Foto von Stéphan Gartner

In Frankreich verliert die Landwirtschaft, besonders die Viehzucht, zunehmend an Personal. Laut der landwirtschaftlichen Volkszählung von 2020 hat das Land in den letzten zehn Jahren rund 30 % seiner Züchter*innen verloren. Von den verbleibenden Betrieben sind 70 % kleine Unternehmen, die sich auf den Rindfleischverkauf spezialisiert haben. Angesichts der Konkurrenz durch europäische und internationale Märkte fällt es diesen kleinen Produzent*innen zunehmend schwer, mithalten zu können.

Direktvermarktung

In Frankreich wird etwa 30 % des konsumierten Fleisches importiert. Um sich von der Konkurrenz abzuheben, setzen immer mehr Genossenschaften und Initiativen auf alternative Vermarktungskanäle. Ein gutes Beispiel ist Alti Pyrénées Bio aus den Hautes-Pyrénées. Diese kleine Genossenschaft vereint neun Bio-Landwirt*innen aus der Region und bietet ihren Kund*innen zwei Einkaufsoptionen: Direktkäufe über die eigene Website oder auf lokalen Märkten sowie der Verkauf in Bio-Läden und regionalen Delikatessen-Geschäften. Laut der Bio-Agentur verkaufen 2022 rund 48 % der Betriebe, die sich auf Fleischproduktion (außer Geflügel) spezialisiert haben, ihre Produkte überwiegend direkt auf dem Hof.

Toffoli Farm, Alti Pyrénées Bio 

„Der Schlüssel zum Erfolg liegt im Preis“, erklärt Sandra Lagnieu. „Die Gründung von Viande des Pays de l’Ain hat den Züchter*innen in der Region geholfen, in den traditionellen Handelskreisläufen aktiv zu werden – etwas, das sie alleine kaum hätten erreichen können. Bei ihnen stehen vorallem die tatsächlichen Produktionskosten im Fokus. Heute wünschen sich zwar alle lokale Produkte, aber nicht jeder ist bereit, dafür den entsprechenden Preis zu zahlen.“ Die Genossenschaft vermarktet ihr Fleisch vor allem auf Departementsebene, sowohl über große und mittelständische Einzelhändler als auch über den wachsenden Bereich der Gemeinschaftsverpflegung. Zusätzlich verkaufen sie direkt an die Verbraucher*innen, unter anderem über ihre Website. Hier können sie den Preis für ihre Produkte von Anfang an selbst bestimmen und so die tatsächlichen Produktionskosten decken.

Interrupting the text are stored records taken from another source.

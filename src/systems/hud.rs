//! HUD and overlay rendering: the stats card, the Exit control, the menu
//! rows, the countdown numeral, and the game-over screen.

use bevy_ecs::resource::Resource;
use bevy_ecs::system::{NonSendMut, Res};
use glam::Vec2;
use sdl2::gfx::primitives::DrawRenderer;
use sdl2::pixels::Color;
use sdl2::render::Canvas;
use sdl2::video::Window;
use tracing::warn;

use crate::config::SessionConfig;
use crate::constants::ui::*;
use crate::constants::WINDOW_SIZE;
use crate::error::{GameError, GameResult};
use crate::systems::menu::{MenuRow, MenuState};
use crate::systems::state::{FrameClock, GameStage, PlayerLives, ScoreResource, SessionTiming};
use crate::texture::text::{Anchor, TextRenderer};

/// An axis-aligned rectangle in window coordinates.
#[derive(Debug, Clone, Copy, PartialEq)]
pub struct UiRect {
    pub x: f32,
    pub y: f32,
    pub w: f32,
    pub h: f32,
}

impl UiRect {
    pub fn contains(&self, point: Vec2) -> bool {
        point.x >= self.x && point.x < self.x + self.w && point.y >= self.y && point.y < self.y + self.h
    }
}

/// The clickable region of the in-game Exit control. Computed once at
/// startup from the rendered label size and anchored to the window's
/// top-right corner.
#[derive(Resource, Debug, Clone, Copy, PartialEq)]
pub struct ExitControl {
    pub rect: UiRect,
}

/// Sizes the Exit control around its label: padding on each side, top-right
/// corner offset from the window's top-right corner.
pub fn exit_button_rect(label_size: (u32, u32)) -> UiRect {
    let w = label_size.0 + 2 * EXIT_PADDING.0;
    let h = label_size.1 + 2 * EXIT_PADDING.1;
    UiRect {
        x: (WINDOW_SIZE.x - EXIT_ANCHOR.0 - w) as f32,
        y: EXIT_ANCHOR.1 as f32,
        w: w as f32,
        h: h as f32,
    }
}

#[allow(clippy::too_many_arguments)]
pub fn hud_render_system(
    mut canvas: NonSendMut<&'static mut Canvas<Window>>,
    mut text: NonSendMut<TextRenderer>,
    stage: Res<GameStage>,
    config: Res<SessionConfig>,
    menu: Res<MenuState>,
    score: Res<ScoreResource>,
    lives: Res<PlayerLives>,
    timing: Res<SessionTiming>,
    clock: Res<FrameClock>,
    exit: Res<ExitControl>,
) {
    let result = match *stage {
        GameStage::Menu => draw_menu(&mut canvas, &mut text, &menu),
        GameStage::Countdown { value, .. } => draw_countdown(&mut canvas, &mut text, value),
        GameStage::Playing => draw_session(&mut canvas, &mut text, &config, &score, &lives, &timing, &clock, &exit, false),
        GameStage::GameOver => draw_session(&mut canvas, &mut text, &config, &score, &lives, &timing, &clock, &exit, true),
    };

    if let Err(e) = result {
        warn!("HUD rendering failed: {}", e);
    }
}

fn draw_menu(canvas: &mut Canvas<Window>, text: &mut TextRenderer, menu: &MenuState) -> GameResult<()> {
    let center_x = WINDOW_SIZE.x as i32 / 2;
    text.draw(canvas, "Mole Attack", FONT_SIZE_BIG, TEXT_COLOR, Anchor::Center, (center_x, 90))?;

    let rows = [
        (MenuRow::Name, format!("Name: {}_", menu.name)),
        (MenuRow::Difficulty, format!("Difficulty: < {} >", menu.difficulty)),
        (MenuRow::Theme, format!("Theme: < {} >", menu.theme)),
        (MenuRow::Play, "Play".to_string()),
        (MenuRow::Quit, "Quit".to_string()),
    ];

    let mut y = 200;
    for (row, label) in rows {
        let color = if menu.row == row { MENU_SELECTION_COLOR } else { TEXT_COLOR };
        text.draw(canvas, &label, FONT_SIZE_HUD, color, Anchor::Center, (center_x, y))?;
        y += 50;
    }

    text.draw(
        canvas,
        "Arrows to navigate, Enter to select",
        FONT_SIZE_SMALL,
        TEXT_COLOR,
        Anchor::Center,
        (center_x, WINDOW_SIZE.y as i32 - 40),
    )
}

fn draw_countdown(canvas: &mut Canvas<Window>, text: &mut TextRenderer, value: u8) -> GameResult<()> {
    canvas.set_draw_color(OVERLAY_COUNTDOWN);
    canvas.fill_rect(None).map_err(GameError::Sdl)?;
    text.draw(
        canvas,
        &value.to_string(),
        FONT_SIZE_COUNTDOWN,
        TEXT_COLOR,
        Anchor::Center,
        (WINDOW_SIZE.x as i32 / 2, WINDOW_SIZE.y as i32 / 2),
    )
}

#[allow(clippy::too_many_arguments)]
fn draw_session(
    canvas: &mut Canvas<Window>,
    text: &mut TextRenderer,
    config: &SessionConfig,
    score: &ScoreResource,
    lives: &PlayerLives,
    timing: &SessionTiming,
    clock: &FrameClock,
    exit: &ExitControl,
    game_over: bool,
) -> GameResult<()> {
    // Stats card, top-left.
    canvas
        .rounded_box(10, 10, 10 + HUD_WIDTH as i16, 10 + HUD_HEIGHT as i16, 10, HUD_FILL)
        .map_err(GameError::Sdl)?;
    canvas
        .rounded_rectangle(10, 10, 10 + HUD_WIDTH as i16, 10 + HUD_HEIGHT as i16, 10, HUD_BORDER)
        .map_err(GameError::Sdl)?;

    let remaining = timing.remaining_s(clock.now_ms, config.difficulty.preset().session_length_s);
    let lines = [
        format!("Score: {}", score.0),
        format!("Lives: {}", lives.0),
        format!("Time: {}s", remaining),
    ];
    for (i, line) in lines.iter().enumerate() {
        let y = 10 + HUD_PADDING_Y + HUD_LINE_SPACING * i as i32;
        text.draw(canvas, line, FONT_SIZE_HUD, TEXT_COLOR, Anchor::TopLeft, (10 + HUD_PADDING_X, y))?;
    }

    // Player and difficulty, top-right above the Exit control.
    let right = WINDOW_SIZE.x as i32 - 10;
    text.draw(canvas, &config.player_name, FONT_SIZE_SMALL, TEXT_COLOR, Anchor::TopRight, (right, 10))?;
    text.draw(
        canvas,
        &config.difficulty.to_string(),
        FONT_SIZE_SMALL,
        TEXT_COLOR,
        Anchor::TopRight,
        (right, 38),
    )?;

    draw_exit_control(canvas, text, exit)?;

    if game_over {
        canvas.set_draw_color(OVERLAY_GAME_OVER);
        canvas.fill_rect(None).map_err(GameError::Sdl)?;

        let center_x = WINDOW_SIZE.x as i32 / 2;
        let center_y = WINDOW_SIZE.y as i32 / 2;
        text.draw(canvas, "Game Over", FONT_SIZE_BIG, GAME_OVER_COLOR, Anchor::Center, (center_x, center_y - 60))?;
        text.draw(
            canvas,
            &format!("{}: {} points", config.player_name, score.0),
            FONT_SIZE_HUD,
            TEXT_COLOR,
            Anchor::Center,
            (center_x, center_y),
        )?;
        text.draw(
            canvas,
            "Press Esc for menu",
            FONT_SIZE_SMALL,
            TEXT_COLOR,
            Anchor::Center,
            (center_x, center_y + 50),
        )?;
    }

    Ok(())
}

fn draw_exit_control(canvas: &mut Canvas<Window>, text: &mut TextRenderer, exit: &ExitControl) -> GameResult<()> {
    let rect = exit.rect;
    let (x1, y1) = (rect.x as i16, rect.y as i16);
    let (x2, y2) = ((rect.x + rect.w) as i16, (rect.y + rect.h) as i16);
    canvas.rounded_box(x1, y1, x2, y2, 6, EXIT_FILL).map_err(GameError::Sdl)?;
    canvas
        .rounded_rectangle(x1, y1, x2, y2, 6, EXIT_BORDER)
        .map_err(GameError::Sdl)?;
    text.draw(
        canvas,
        EXIT_LABEL,
        FONT_SIZE_HUD,
        TEXT_COLOR,
        Anchor::Center,
        ((rect.x + rect.w / 2.0) as i32, (rect.y + rect.h / 2.0) as i32),
    )
}

#[cfg(test)]
mod tests {
    use pretty_assertions::assert_eq;
    use speculoos::prelude::*;

    use super::*;

    #[test]
    fn test_exit_rect_hugs_top_right() {
        let rect = exit_button_rect((52, 32));
        assert_eq!(rect.w, (52 + 2 * EXIT_PADDING.0) as f32);
        assert_eq!(rect.h, (32 + 2 * EXIT_PADDING.1) as f32);
        assert_eq!(rect.x + rect.w, (WINDOW_SIZE.x - EXIT_ANCHOR.0) as f32);
        assert_eq!(rect.y, EXIT_ANCHOR.1 as f32);
    }

    #[test]
    fn test_rect_containment_is_half_open() {
        let rect = UiRect { x: 10.0, y: 20.0, w: 30.0, h: 40.0 };
        assert_that!(rect.contains(Vec2::new(10.0, 20.0))).is_true();
        assert_that!(rect.contains(Vec2::new(39.9, 59.9))).is_true();
        assert_that!(rect.contains(Vec2::new(40.0, 20.0))).is_false();
        assert_that!(rect.contains(Vec2::new(10.0, 60.0))).is_false();
        assert_that!(rect.contains(Vec2::new(9.9, 20.0))).is_false();
    }
}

Regionalisierung durch Ausstieg aus einem wettbewerbsintensiven Markt

Das kürzlich verabschiedete Mercosur-Abkommen innerhalb der EU hat in Frankreich Proteste ausgelöst, besonders bei Landwirt*innen, die ohnehin schon unter dem Druck eines hart umkämpften europäischen und globalen Marktes leiden. Für viele ist die Bildung von landwirtschaftlichen Gruppen eine Möglichkeit, sich vor den Auswirkungen des globalisierten Marktes zu schützen, der eine faire Entlohnung immer schwieriger macht. Diese Gruppen stärken nicht nur die Marktposition ihrer Mitglieder, sondern fördern auch den Austausch und die Solidarität unter den Produzent*innen: „Die aktive Beteiligung der Mitglieder sorgt für neue Dynamik und frischen Antrieb”, erklärt Sandra Lagnieu.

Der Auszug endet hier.